You also say "We also analyze anonymous sales data (stripped of personal and confidential information) to determine which market areas (by zip code) our dealers are most effective at selling to, thereby distributing higher quality leads." This means you are not just taking the PII to match up sales data.  It is also means that you have determined that if the data does not include PII it is okay to use.  It also verifies what Scott Painter says in the December 6, 2011 video, that the Dealer DMS sales data IS used for the TrueCar pricing model.  (Scott states this very clearly at 0:27 of the video)

http://www.automotivedigitalmarketing.com/video/scott-painter-found...

 

And by the way your next answer contradicts what you said above:

If for matching are you ok taking just the PII data (Name, Address, City, State, Zip, Phone, Email) that is the only data necessary for matching.

Yes, we have asked our providers to only submit the fields above that you mentioned (plus co-buyer).

 

@Michael I am not trying to be a disrespectful in any way, and I apologize if it comes off that way. And to be very honest with you, no matter what your answer is, I will never do business with TrueCar.  The reason for that is this Scott Painter, Steven Dietz, Charles Kim and the ZAG salesperson that came in here years ago.

Comment by Keith Shetterly on February 16, 2012 at 7:50pm

@ Larry:  It would take a lot more than that to get me to "not see any reason not to".  If these answers are readily available, where were they before?  The investment group leader is anti-dealer.  The CEO is anti-dealer.  They've only been muted for sales purposes.

When TrueCar comes, as a company, admits this mistake and apologizes to dealers and promises never to be that way again, that would be a step to me saying cautiously "I see no reason not to."

I don't recommend any anti-dealer vendors and never will.

Thanks,

Keith

Comment by Jay Prassel on February 16, 2012 at 6:33pm

@Michael, Thanks for the professional and prompt responses. For what it's worth, these are the same answers that your provided to me when we met at NADA.

I also asked what Vehicle Data is pulled and you may want to share that information here too.

Comment by Larry Bruce on February 16, 2012 at 6:29pm

Michael I can tell there is no better Social Media for talking to car people than Dealer Elite and ADM.  

That said, 

If I am understanding you correctly then you don't need this data for anything other than to match sales data therefore if a dealer is on subscription you don't need access to the DMS, right? 

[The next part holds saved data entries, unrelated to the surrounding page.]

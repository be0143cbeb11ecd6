//! Spawning worker processes and signalling them
//!
//! The supervisor only talks to workers through [`ProcessLauncher`] and
//! [`WorkerHandle`], so tests can substitute in-process fakes.

use crate::error::LaunchError;
use async_trait::async_trait;
use std::path::PathBuf;
use std::process::Stdio;
use std::sync::Arc;
use tokio::io::{AsyncBufReadExt, AsyncRead, BufReader};
use tokio::process::Command;
use tokio::sync::{watch, Notify};
use tracing::{debug, info, warn};

/// How a worker exited
#[derive(Debug, Clone, Copy, PartialEq, Eq)]
pub struct ExitCode {
    pub code: Option<i32>,
    /// Terminating signal, on unix
    pub signal: Option<i32>,
}

/// `None` while the worker runs, then its exit status
pub type ExitWatch = watch::Receiver<Option<ExitCode>>;

/// What to do with a worker's stdout and stderr
#[derive(Debug, Clone, PartialEq, Eq)]
pub enum StdioMode {
    Null,
    /// Forward each line to the log at debug level
    Capture,
    /// Redirect both streams to `<prefix>_<timestamp>_<pid>.log`
    LogFile { prefix: PathBuf },
}

#[derive(Debug, Clone)]
pub struct LaunchSpec {
    pub app: String,
    pub program: String,
    pub args: Vec<String>,
    pub env: Vec<(String, String)>,
    pub working_dir: Option<PathBuf>,
    pub stdio: StdioMode,
}

/// A spawned worker
pub trait WorkerHandle: Send + Sync {
    fn pid(&self) -> u32;

    fn exit_watch(&self) -> ExitWatch;

    fn has_exited(&self) -> bool {
        self.exit_watch().borrow().is_some()
    }

    /// Deliver an interrupt to the worker's process group
    fn interrupt_group(&self) -> std::io::Result<()>;

    /// Forcibly terminate the worker, its group, and `children`
    fn kill_tree(&self, children: &[u32]);
}

#[async_trait]
pub trait ProcessLauncher: Send + Sync {
    async fn spawn(&self, spec: LaunchSpec) -> Result<Box<dyn WorkerHandle>, LaunchError>;
}

/// Launches workers as real OS processes, each leading its own process group
#[derive(Debug, Default, Clone)]
pub struct TokioLauncher;

#[async_trait]
impl ProcessLauncher for TokioLauncher {
    async fn spawn(&self, spec: LaunchSpec) -> Result<Box<dyn WorkerHandle>, LaunchError> {
        let mut cmd = Command::new(&spec.program);
        cmd.args(&spec.args);
        cmd.envs(spec.env.iter().map(|(k, v)| (k.as_str(), v.as_str())));
        cmd.stdin(Stdio::null());
        cmd.kill_on_drop(true);

        if let Some(ref dir) = spec.working_dir {
            cmd.current_dir(dir);
        }

        #[cfg(unix)]
        cmd.process_group(0);

        match &spec.stdio {
            StdioMode::Null => {
                cmd.stdout(Stdio::null());
                cmd.stderr(Stdio::null());
            }
            StdioMode::Capture => {
                cmd.stdout(Stdio::piped());
                cmd.stderr(Stdio::piped());
            }
            StdioMode::LogFile { prefix } => {
                let (stdout, stderr) = open_stdout_log(prefix)?;
                cmd.stdout(stdout);
                cmd.stderr(stderr);
            }
        }

        let mut child = cmd.spawn().map_err(|source| LaunchError::Spawn {
            path: spec.program.clone(),
            source,
        })?;
        let pid = child.id().unwrap_or(0);
        info!(app = %spec.app, pid, program = %spec.program, "Worker process spawned");

        if let Some(stdout) = child.stdout.take() {
            tokio::spawn(forward_lines(spec.app.clone(), "stdout", stdout));
        }
        if let Some(stderr) = child.stderr.take() {
            tokio::spawn(forward_lines(spec.app.clone(), "stderr", stderr));
        }

        let (exit_tx, exit_rx) = watch::channel(None);
        let kill = Arc::new(Notify::new());
        let kill_signal = Arc::clone(&kill);
        let app = spec.app;

        // Owns the child: reaps it and publishes the exit status
        tokio::spawn(async move {
            let status = tokio::select! {
                status = child.wait() => status,
                _ = kill_signal.notified() => {
                    let _ = child.start_kill();
                    child.wait().await
                }
            };
            let exit = match status {
                Ok(status) => exit_code(status),
                Err(e) => {
                    warn!(app = %app, pid, error = %e, "Failed to wait for worker");
                    ExitCode { code: None, signal: None }
                }
            };
            debug!(app = %app, pid, code = ?exit.code, signal = ?exit.signal, "Worker exited");
            let _ = exit_tx.send(Some(exit));
        });

        Ok(Box::new(OsWorker { pid, exit: exit_rx, kill }))
    }
}

fn exit_code(status: std::process::ExitStatus) -> ExitCode {
    #[cfg(unix)]
    let signal = std::os::unix::process::ExitStatusExt::signal(&status);
    #[cfg(not(unix))]
    let signal = None;
    ExitCode {
        code: status.code(),
        signal,
    }
}

fn open_stdout_log(prefix: &std::path::Path) -> Result<(Stdio, Stdio), LaunchError> {
    let path = stdout_log_path(prefix, chrono::Local::now(), std::process::id());
    let log_error = |source| LaunchError::StdoutLog {
        path: path.display().to_string(),
        source,
    };

    if let Some(dir) = path.parent().filter(|d| !d.as_os_str().is_empty()) {
        std::fs::create_dir_all(dir).map_err(log_error)?;
    }
    let file = std::fs::OpenOptions::new()
        .create(true)
        .append(true)
        .open(&path)
        .map_err(log_error)?;
    let stderr = file.try_clone().map_err(log_error)?;
    Ok((Stdio::from(file), Stdio::from(stderr)))
}

/// `<prefix>_<yyyyMMddHHmmss>_<pid>.log`
pub fn stdout_log_path(
    prefix: &std::path::Path,
    now: chrono::DateTime<chrono::Local>,
    pid: u32,
) -> PathBuf {
    let mut name = prefix.as_os_str().to_owned();
    name.push(format!("_{}_{}.log", now.format("%Y%m%d%H%M%S"), pid));
    PathBuf::from(name)
}

async fn forward_lines<R>(app: String, stream: &'static str, reader: R)
where
    R: AsyncRead + Unpin,
{
    let mut lines = BufReader::new(reader).lines();
    while let Ok(Some(line)) = lines.next_line().await {
        debug!(app = %app, stream, "{}", line);
    }
}

struct OsWorker {
    pid: u32,
    exit: ExitWatch,
    kill: Arc<Notify>,
}

impl OsWorker {
    #[cfg(unix)]
    fn signal_group(&self, signal: libc::c_int) -> std::io::Result<()> {
        if self.pid <= 1 {
            return Ok(());
        }
        // SAFETY: kill(2) has no memory-safety preconditions
        let rc = unsafe { libc::kill(-(self.pid as libc::pid_t), signal) };
        if rc == 0 {
            Ok(())
        } else {
            Err(std::io::Error::last_os_error())
        }
    }
}

impl WorkerHandle for OsWorker {
    fn pid(&self) -> u32 {
        self.pid
    }

    fn exit_watch(&self) -> ExitWatch {
        self.exit.clone()
    }

    #[cfg(unix)]
    fn interrupt_group(&self) -> std::io::Result<()> {
        self.signal_group(libc::SIGINT)
    }

    #[cfg(not(unix))]
    fn interrupt_group(&self) -> std::io::Result<()> {
        Err(std::io::Error::new(
            std::io::ErrorKind::Unsupported,
            "process group signals are not supported on this platform",
        ))
    }

    fn kill_tree(&self, children: &[u32]) {
        #[cfg(unix)]
        {
            if !self.has_exited() {
                if let Err(e) = self.signal_group(libc::SIGKILL) {
                    debug!(pid = self.pid, error = %e, "Failed to kill worker group");
                }
            }
            for &child in children.iter().filter(|&&c| c > 1 && c != self.pid) {
                // SAFETY: kill(2) has no memory-safety preconditions
                unsafe {
                    libc::kill(child as libc::pid_t, libc::SIGKILL);
                }
            }
        }
        #[cfg(not(unix))]
        let _ = children;

        self.kill.notify_one();
    }
}

impl Drop for OsWorker {
    fn drop(&mut self) {
        if !self.has_exited() {
            self.kill_tree(&[]);
        }
    }
}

Does the dealer have a choice? Can they go on the subscription plan if they don't want you in the DMS? 

Finally dealers if TrueCar is willing to sign your data sharing agreement and is willing to have their polling company sign and your are comfortable doing business with them. I see no reason not to. 

Comment by James A. Ziegler on February 16, 2012 at 6:27pm

I've been told thatTrueCar representative and TrueCar attorney appeared at a NJ Car Trustee meeting yesterday (New Jersey Dealer Association).  Apparently it did not go well for them. With 40 dealers in attendance, they were asked to raise their hand if they ever did business with Zag/Truecar and everyone raised their hand.  Then they were asked if they are currently doing business with them today and only 2 raised their hand. 

TrueCar is on the ropes and counter-attacking hard trying to rally consumers against Car Dealers. 

Michael says that TrueCar needs to Data to analyze anonymous sale data? That's not our problem. Why should we care if TrueCar wants to analyze data to lower our profits? 

We want TrueCar OUT of our customers personal information. They are not taking anonymous data, it is all personally identifiable and we have to TRUST Truecar not to do bad things with our customers' information? These people have not earned Trust from anybody.